“Curiosamente, a Folha não deu grande destaque à petição final de Deltan Dallagnol contra Lula, nem no site, nem na versão impressa. No Estadão, nem chamada de capa teve. No Globo, o destaque foi um pouco maior, mas nada que se compare ao circo habitual diante de tudo que atinja o ex-presidente.
Talvez seja porque a peça acusatória é tão indigente que, para a perseguição a Lula, seja melhor escondê-la. O Ministério Público reconhece expressamente sua incapacidade probatória e pede “elasticidade à admissão das provas da acusação”. O negócio é tão descabido que, no documento, solicitam a redução das penas de todos os que acusaram Lula.

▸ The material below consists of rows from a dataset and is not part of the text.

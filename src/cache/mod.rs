pub mod control;
pub mod key;

pub use control::CachePolicy;
pub use key::CacheKey;

use crate::config::ProxyConfig;
use bytes::Bytes;
use serde::Serialize;
use std::collections::HashMap;
use std::sync::atomic::{AtomicU64, Ordering};
use std::sync::{Arc, PoisonError, RwLock, RwLockReadGuard, RwLockWriteGuard};
use std::time::{Duration, SystemTime};

/// A transformed image as served to clients.
#[derive(Debug)]
pub struct CacheEntry {
    pub payload: Bytes,
    pub content_type: String,
    pub stored_at: SystemTime,
    /// Size of the upstream bytes this payload was produced from.
    pub original_size: usize,
    sequence: u64,
}

impl CacheEntry {
    fn is_stale(&self, ttl: Duration) -> bool {
        // A clock that moved backwards keeps the entry fresh.
        self.stored_at.elapsed().map(|age| age > ttl).unwrap_or(false)
    }
}

/// Statistics about the cache
#[derive(Debug, Clone, Serialize)]
pub struct CacheStats {
    pub entry_count: usize,
    pub approx_size_bytes: u64,
    pub stale_entries: usize,
    pub max_entries: usize,
    pub max_size_bytes: u64,
    pub ttl_secs: u64,
}

/// In-process store of transformed variants.
///
/// Entries are immutable once stored and shared as `Arc`s; writers replace
/// whole entries under the lock, so readers never see a partial value.
/// Nothing survives a restart.
pub struct CacheStore {
    entries: RwLock<HashMap<CacheKey, Arc<CacheEntry>>>,
    ttl: Duration,
    max_entries: usize,
    max_bytes: u64,
    next_sequence: AtomicU64,
}

impl CacheStore {
    pub fn new(ttl: Duration, max_entries: usize, max_bytes: u64) -> Self {
        Self {
            entries: RwLock::new(HashMap::new()),
            ttl,
            max_entries,
            max_bytes,
            next_sequence: AtomicU64::new(0),
        }
    }

    pub fn from_config(config: &ProxyConfig) -> Self {
        Self::new(config.cache_ttl, config.max_cache_entries, config.max_cache_bytes)
    }

    fn read(&self) -> RwLockReadGuard<'_, HashMap<CacheKey, Arc<CacheEntry>>> {
        self.entries.read().unwrap_or_else(PoisonError::into_inner)
    }

    fn write(&self) -> RwLockWriteGuard<'_, HashMap<CacheKey, Arc<CacheEntry>>> {
        self.entries.write().unwrap_or_else(PoisonError::into_inner)
    }

    /// Looks up a fresh entry. Stale entries read as absent but are left in
    /// place; the next [`CacheStore::set`] purges them.
    pub fn get(&self, key: &CacheKey) -> Option<Arc<CacheEntry>> {
        self.read()
            .get(key)
            .filter(|entry| !entry.is_stale(self.ttl))
            .cloned()
    }

    /// Stores (or replaces) the variant for `key`, then enforces capacity.
    pub fn set(
        &self,
        key: CacheKey,
        payload: Bytes,
        content_type: impl Into<String>,
        original_size: usize,
    ) -> Arc<CacheEntry> {
        let entry = Arc::new(CacheEntry {
            payload,
            content_type: content_type.into(),
            stored_at: SystemTime::now(),
            original_size,
            sequence: self.next_sequence.fetch_add(1, Ordering::Relaxed),
        });

        let mut entries = self.write();
        entries.insert(key, Arc::clone(&entry));
        self.evict(&mut entries);
        entry
    }

    pub fn compute_etag(&self, key: &CacheKey) -> String {
        key.etag()
    }

    pub fn delete(&self, key: &CacheKey) -> bool {
        self.write().remove(key).is_some()
    }

    pub fn clear(&self) -> usize {
        let mut entries = self.write();
        let removed = entries.len();
        entries.clear();
        removed
    }

    pub fn stats(&self) -> CacheStats {
        let entries = self.read();
        CacheStats {
            entry_count: entries.len(),
            approx_size_bytes: entries.values().map(|e| e.payload.len() as u64).sum(),
            stale_entries: entries.values().filter(|e| e.is_stale(self.ttl)).count(),
            max_entries: self.max_entries,
            max_size_bytes: self.max_bytes,
            ttl_secs: self.ttl.as_secs(),
        }
    }

    /// Drops stale entries, then the oldest ones until both limits hold.
    fn evict(&self, entries: &mut HashMap<CacheKey, Arc<CacheEntry>>) {
        let before = entries.len();
        entries.retain(|_, e| !e.is_stale(self.ttl));

        let mut size: u64 = entries.values().map(|e| e.payload.len() as u64).sum();
        if entries.len() > self.max_entries || size > self.max_bytes {
            let mut oldest_first: Vec<(CacheKey, u64, u64)> = entries
                .iter()
                .map(|(k, e)| (k.clone(), e.sequence, e.payload.len() as u64))
                .collect();
            oldest_first.sort_by_key(|(_, sequence, _)| *sequence);

            for (key, _, len) in oldest_first {
                if entries.len() <= self.max_entries && size <= self.max_bytes {
                    break;
                }
                entries.remove(&key);
                size -= len;
            }
        }

        let evicted = before - entries.len();
        if evicted > 0 {
            tracing::info!("Evicted {} cache entries, {} remain ({} bytes)", evicted, entries.len(), size);
        }
    }
}
//! Session context store.
//!
//! One record per conversation, created empty on first touch and merged
//! field by field. Lifetime belongs to the hosting runtime, which calls
//! [`ContextStore::end`] when the conversation is over.

use std::collections::HashMap;
use std::sync::Mutex;

use civic_core::types::{ContextUpdate, SessionContext, SessionId, Timestamp};

use crate::error::SessionError;

/// Per-session key/value memory. The merge in `set` is the only mutation path.
pub trait ContextStore: Send + Sync {
    /// The session's context, or an empty one if nothing is stored yet.
    fn get(&self, session: SessionId) -> SessionContext;

    /// Merge `update` into the session's record, last write wins per field.
    fn set(&self, session: SessionId, update: ContextUpdate) -> Result<(), SessionError>;

    /// Drop the session's record. Returns whether one existed.
    fn end(&self, session: SessionId) -> Result<bool, SessionError>;
}

/// A stored context plus bookkeeping timestamps.
#[derive(Debug, Clone, PartialEq)]
pub struct SessionRecord {
    pub context: SessionContext,
    pub created_at: Timestamp,
    pub updated_at: Timestamp,
}

/// Process-local store backed by a mutex-guarded map.
pub struct InMemoryContextStore {
    records: Mutex<HashMap<SessionId, SessionRecord>>,
}

impl InMemoryContextStore {
    pub fn new() -> Self {
        Self {
            records: Mutex::new(HashMap::new()),
        }
    }

    /// Full record for a session, including timestamps.
    pub fn record(&self, session: SessionId) -> Option<SessionRecord> {
        self.records
            .lock()
            .ok()
            .and_then(|r| r.get(&session).cloned())
    }

    pub fn len(&self) -> usize {
        self.records.lock().map(|r| r.len()).unwrap_or(0)
    }

    pub fn is_empty(&self) -> bool {
        self.len() == 0
    }
}

impl Default for InMemoryContextStore {
    fn default() -> Self {
        Self::new()
    }
}

impl ContextStore for InMemoryContextStore {
    fn get(&self, session: SessionId) -> SessionContext {
        match self.records.lock() {
            Ok(records) => records
                .get(&session)
                .map(|r| r.context.clone())
                .unwrap_or_default(),
            Err(e) => {
                tracing::error!(session = %session, "Session lock poisoned: {}", e);
                SessionContext::default()
            }
        }
    }

    fn set(&self, session: SessionId, update: ContextUpdate) -> Result<(), SessionError> {
        if update.is_empty() {
            return Ok(());
        }

        let mut records = self
            .records
            .lock()
            .map_err(|e| SessionError::StorageError(format!("session lock poisoned: {}", e)))?;

        let now = Timestamp::now();
        let record = records.entry(session).or_insert_with(|| SessionRecord {
            context: SessionContext::default(),
            created_at: now,
            updated_at: now,
        });
        record.context.apply(update);
        record.updated_at = now;
        Ok(())
    }

    fn end(&self, session: SessionId) -> Result<bool, SessionError> {
        let mut records = self
            .records
            .lock()
            .map_err(|e| SessionError::StorageError(format!("session lock poisoned: {}", e)))?;
        Ok(records.remove(&session).is_some())
    }
}
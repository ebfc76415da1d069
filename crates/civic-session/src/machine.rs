//! Resolution state machine.
//!
//! A pure step function from the session's context and the current request
//! to the next action, plus the context writes the request itself implies.
//!
//! Stages, most-derived first:
//! - `HaveOfficials` -> respond from the cached selection
//! - `HaveDistricts` -> match the roster
//! - `HaveLocation`  -> resolve districts
//! - `Start`         -> acquire a location (or ask the user for one)

use serde::{Deserialize, Serialize};

use civic_core::types::{
    Chamber, ContextUpdate, DistrictPair, Intent, Legislator, Location, OfficialsSelection,
    SessionContext,
};
use civic_lookup::ResolutionError;
use civic_roster::{match_specific, SpecificMatch};

/// What the user asked for this turn.
#[derive(Debug, Clone, Copy, PartialEq, Eq)]
pub enum Request {
    /// Both legislators for the user's districts.
    Mine,
    /// One legislator; `branch` is `None` when the user did not say which.
    Details { branch: Option<Chamber> },
}

impl Request {
    pub fn intent(&self) -> Intent {
        match self {
            Request::Mine => Intent::Mine,
            Request::Details { .. } => Intent::Details,
        }
    }

    pub fn branch(&self) -> Option<Chamber> {
        match self {
            Request::Mine => None,
            Request::Details { branch } => *branch,
        }
    }

    /// Rebuild the request a session was last working on.
    pub fn resume(context: &SessionContext) -> Self {
        match context.last_intent {
            Some(Intent::Details) => Request::Details {
                branch: context.last_requested_branch,
            },
            Some(Intent::Mine) | None => Request::Mine,
        }
    }
}

/// How far a session's cached facts reach.
#[derive(Debug, Clone, Copy, PartialEq, Eq, PartialOrd, Ord)]
pub enum Stage {
    Start,
    HaveLocation,
    HaveDistricts,
    HaveOfficials,
}

impl Stage {
    pub fn of(context: &SessionContext) -> Self {
        if context.officials.is_some() {
            Stage::HaveOfficials
        } else if context.district_pair.is_some() {
            Stage::HaveDistricts
        } else if context.location.is_some() {
            Stage::HaveLocation
        } else {
            Stage::Start
        }
    }
}

/// Final answer for one turn, handed to the rendering collaborator.
#[derive(Debug, Clone, PartialEq, Serialize, Deserialize)]
#[serde(tag = "kind", rename_all = "snake_case")]
pub enum Resolution {
    Officials {
        officials: OfficialsSelection,
    },
    Official {
        chamber: Chamber,
        legislator: Legislator,
    },
    /// The requested seat has no legislator in the roster.
    Vacant {
        chamber: Chamber,
    },
    NeedLocation,
    NeedBranch,
    Failed {
        error: ResolutionError,
    },
}

impl Resolution {
    pub fn kind(&self) -> &'static str {
        match self {
            Resolution::Officials { .. } => "officials",
            Resolution::Official { .. } => "official",
            Resolution::Vacant { .. } => "vacant",
            Resolution::NeedLocation => "need_location",
            Resolution::NeedBranch => "need_branch",
            Resolution::Failed { .. } => "failed",
        }
    }
}

/// Next thing the driver has to do.
#[derive(Debug, Clone, PartialEq)]
pub enum Action {
    Respond(Resolution),
    MatchOfficials(DistrictPair),
    ResolveDistricts(Location),
    AcquireLocation,
}

/// Decide the next action for `request` given what the session already knows.
///
/// The returned update always records the request's intent, and its branch
/// when it names one. When a cached selection is narrowed to a branch, the
/// selection is rewritten with that branch.
pub fn transition(context: &SessionContext, request: &Request) -> (Action, ContextUpdate) {
    let mut update = ContextUpdate::default()
        .with_intent(request.intent())
        .with_branch(request.branch());

    let action = match Stage::of(context) {
        Stage::HaveOfficials => {
            let officials = context.officials.clone().unwrap_or_default();
            match request {
                Request::Mine => Action::Respond(Resolution::Officials {
                    officials: officials.with_branch(None),
                }),
                Request::Details { branch } => {
                    let branch = branch
                        .or(context.last_requested_branch)
                        .or(officials.requested_branch);

                    if branch.is_some() && officials.requested_branch != branch {
                        update = update.with_officials(officials.clone().with_branch(branch));
                    }

                    Action::Respond(match match_specific(&officials, branch) {
                        SpecificMatch::Found {
                            chamber,
                            legislator,
                        } => Resolution::Official {
                            chamber,
                            legislator,
                        },
                        SpecificMatch::NotFound { chamber } => Resolution::Vacant { chamber },
                        SpecificMatch::DisambiguationNeeded => Resolution::NeedBranch,
                    })
                }
            }
        }
        Stage::HaveDistricts => match &context.district_pair {
            Some(pair) => Action::MatchOfficials(pair.clone()),
            None => Action::AcquireLocation,
        },
        Stage::HaveLocation => match context.location {
            Some(location) => Action::ResolveDistricts(location),
            None => Action::AcquireLocation,
        },
        Stage::Start => Action::AcquireLocation,
    };

    (action, update)
}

Na ausência de provas, o esforço do MPF seria colecionar indícios que construíssem uma narrativa coerente da corrupção supostamente comandada por Lula. Mas é difícil alcançar tal narrativa quando a corrupção não tem ganho material; no caso, quando já ficou demonstrado que o ex-presidente não é dono do tal triplex. Lula seria um caso único na história da humanidade, alguém que ganha propina sem se beneficiar dela: um corrupto altruísta.
Contrasta, com narrativa tão frouxa, a precisão da pena a ser aplicada a Lula. Além de preso, ele deve devolver os R$ 87.624.971,26 (oitenta e sete milhões, seiscentos e vinte e quatro mil, novecentos e setenta e um reais e vinte e seis centavos) que teria recebido de forma indevida da OAS. A bola de cristal de Dallagnol deve estar bem turbinada, para, sem qualquer documento que comprove, com base apenas em convicções e indícios vagos, ser capaz de calcular na casa dos centavos as propinas recebidas.
Na página 3, porém, a Folha ostenta um artigo de Deltan Dallagnol, não sobre o parecer contra Lula, mas para uma exaltação genérica à Lava Jato. Tem algo de errado nos concursos públicos, se o ingresso no MPF é tão concorrido e ainda assim passa gente desse naipe. Dallagnol empilha lugares-comuns e pretensas frases de efeito, sem conseguir construir nenhum percurso argumentativo. Eu diria que parece uma redação de um estudante dos últimos anos do ensino fundamental, mas isso ofenderia a brava gurizada que tem mostrado, na luta pela educação, uma inteligência e um senso crítico que passam longe do pavão de Pato Branco.
Como vexame pouco é bobagem, no meio do texto Dallagnol atribui a Maquiavel, com aspas e tudo, uma versão modificada de uma frase que é provavelmente de Artur Bernardes e que Getúlio Vargas gostava de citar. Ele deve ter estudado história do pensamento político na mesma turma de seus colegas do MP paulista, aqueles que criaram a parceria de Marx e Hegel.”